I do like books with multiple storylines and setting them in different centuries is appealing. A woman working in a London museum of clocks and other mechanisms learns her long-time lover died suddenly. Catherine must grieve secretly as he was married and had children. Her boss who knows the secret finds a project for her that will isolate her from colleagues as she recovers.
The project comes with volumes of notebooks written 150 years previously that purport to describe how her current project came about. The British man who wrote them, Henry, travels to Germany with plans for a mechanical duck (the Vaucanson Duck you may want to read about). He is willing to do what it takes to have the creature created for the amusement of his tubercular two-year-old son. He is immediately at sea in Karlsruhe and then things take a turn and he is spirited away to Furtwangen and then I'm at sea.

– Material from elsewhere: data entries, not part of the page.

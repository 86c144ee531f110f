//! Error types for the wire, schema, and runtime layers.

use core::fmt;

use crate::runtime::DynamicMessage;
use crate::wire::WireType;

/// Failures raised while reading or framing the protobuf wire format.
#[derive(Debug, Clone, PartialEq, Eq)]
pub enum WireError {
    InvalidWireType { value: u8 },
    InvalidKey { reason: &'static str },
    InvalidVarint,
    Truncated,
    InvalidUtf8,
    LengthOverflow { value: u64 },
    TypeMismatch { expected: WireType, actual: WireType },
    GroupEndMismatch { expected: u32, actual: u32 },
    UnexpectedGroupEnd { id: u32 },
    UnterminatedGroup { id: u32 },
    InvalidTextEncoding { encoding: &'static str },
}

impl WireError {
    pub(crate) fn invalid_wire_type(value: u8) -> Self {
        WireError::InvalidWireType { value }
    }

    pub(crate) fn invalid_key(reason: &'static str) -> Self {
        WireError::InvalidKey { reason }
    }

    pub(crate) fn length_overflow(value: u64) -> Self {
        WireError::LengthOverflow { value }
    }
}

impl fmt::Display for WireError {
    fn fmt(&self, f: &mut fmt::Formatter<'_>) -> fmt::Result {
        match self {
            WireError::InvalidWireType { value } => {
                write!(f, "invalid 'wire type' value: {value}")
            }
            WireError::InvalidKey { reason } => {
                write!(f, "invalid key: '{reason}'")
            }
            WireError::InvalidVarint => {
                write!(f, "invalid leb128 varint")
            }
            WireError::Truncated => {
                write!(f, "unexpected end of buffer")
            }
            WireError::InvalidUtf8 => {
                write!(f, "invalid UTF-8 in string field")
            }
            WireError::LengthOverflow { value } => {
                write!(
                    f,
                    "length prefix {value} exceeds platform addressable memory"
                )
            }
            WireError::TypeMismatch { expected, actual } => {
                write!(
                    f,
                    "wire type mismatch: expected {expected:?}, got {actual:?}"
                )
            }
            WireError::GroupEndMismatch { expected, actual } => {
                write!(f, "group end id {actual} does not match group id {expected}")
            }
            WireError::UnexpectedGroupEnd { id } => {
                write!(f, "unexpected group end with id {id}")
            }
            WireError::UnterminatedGroup { id } => {
                write!(f, "group {id} not terminated before end of buffer")
            }
            WireError::InvalidTextEncoding { encoding } => {
                write!(f, "input is not valid {encoding}")
            }
        }
    }
}

impl std::error::Error for WireError {}

/// Failures raised by the reflection tree and the runtime value layer.
///
/// Required-field failures carry the best-effort progress: the partially
/// encoded buffer under `encoded`, or the partially decoded message under
/// `decoded`, so callers may still inspect what was produced.
#[derive(Debug, Clone)]
pub enum Error {
    DuplicateName {
        name: String,
        namespace: String,
    },
    NameResolution {
        reference: String,
        context: String,
    },
    IllegalValue {
        field: String,
        detail: String,
    },
    IllegalEnumValue {
        field: String,
        value: String,
    },
    RequiredFieldMissing {
        missing: Vec<String>,
        encoded: Option<Vec<u8>>,
        decoded: Option<Box<DynamicMessage>>,
    },
    UnresolvedType {
        field: String,
    },
    Rpc {
        method: String,
        detail: String,
    },
    Wire {
        context: Option<String>,
        source: WireError,
    },
}

impl Error {
    pub(crate) fn illegal_value(field: impl Into<String>, detail: impl Into<String>) -> Self {
        Error::IllegalValue {
            field: field.into(),
            detail: detail.into(),
        }
    }

    pub(crate) fn wire(source: WireError) -> Self {
        Error::Wire {
            context: None,
            source,
        }
    }

    /// Rewrap a buffer-level error with the name of the field being coded.
    pub(crate) fn wire_in(context: impl Into<String>, source: WireError) -> Self {
        Error::Wire {
            context: Some(context.into()),
            source,
        }
    }

    /// The partially encoded buffer attached to a required-field failure.
    pub fn encoded(&self) -> Option<&[u8]> {
        match self {
            Error::RequiredFieldMissing { encoded, .. } => encoded.as_deref(),
            _ => None,
        }
    }

    /// The partially decoded message attached to a required-field failure.
    pub fn decoded(&self) -> Option<&DynamicMessage> {
        match self {
            Error::RequiredFieldMissing { decoded, .. } => decoded.as_deref(),
            _ => None,
        }
    }
}

impl From<WireError> for Error {
    fn from(source: WireError) -> Self {
        Error::wire(source)
    }
}

impl fmt::Display for Error {
    fn fmt(&self, f: &mut fmt::Formatter<'_>) -> fmt::Result {
        match self {
            Error::DuplicateName { name, namespace } => {
                write!(f, "duplicate name '{name}' in namespace '{namespace}'")
            }
            Error::NameResolution { reference, context } => {
                write!(f, "unresolvable reference '{reference}' from '{context}'")
            }
            Error::IllegalValue { field, detail } => {
                write!(f, "illegal value for {field}: {detail}")
            }
            Error::IllegalEnumValue { field, value } => {
                write!(f, "illegal enum value {value} for {field}")
            }
            Error::RequiredFieldMissing { missing, .. } => {
                write!(f, "missing required field(s): {}", missing.join(", "))
            }
            Error::UnresolvedType { field } => {
                write!(f, "type of {field} was never resolved")
            }
            Error::Rpc { method, detail } => {
                write!(f, "rpc {method} failed: {detail}")
            }
            Error::Wire {
                context: Some(ctx),
                source,
            } => {
                write!(f, "in {ctx}: {source}")
            }
            Error::Wire {
                context: None,
                source,
            } => source.fmt(f),
        }
    }
}

impl std::error::Error for Error {
    fn source(&self) -> Option<&(dyn std::error::Error + 'static)> {
        match self {
            Error::Wire { source, .. } => Some(source),
            _ => None,
        }
    }
}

I realize now I read much of this book while I was feverish with the flu and I was comfortable reading along.
By today, however, though I am still sick, the fever is gone and the book has made me feel quite queasy. I finished it and find myself uncertain just what it is I've read. It turns out that I am not alone in that situation. I will say the duck turned out to be a swan and there is a mechanical swan in the Bowes Museum in England.
For a couple of views of this book, here's Tony's take on it and Lisa's review.
Peter Carey, Chemistry of Tears, Alfred A. Knopf, 2012, 229 pages. Available at the UVa and public libraries and from Amazon.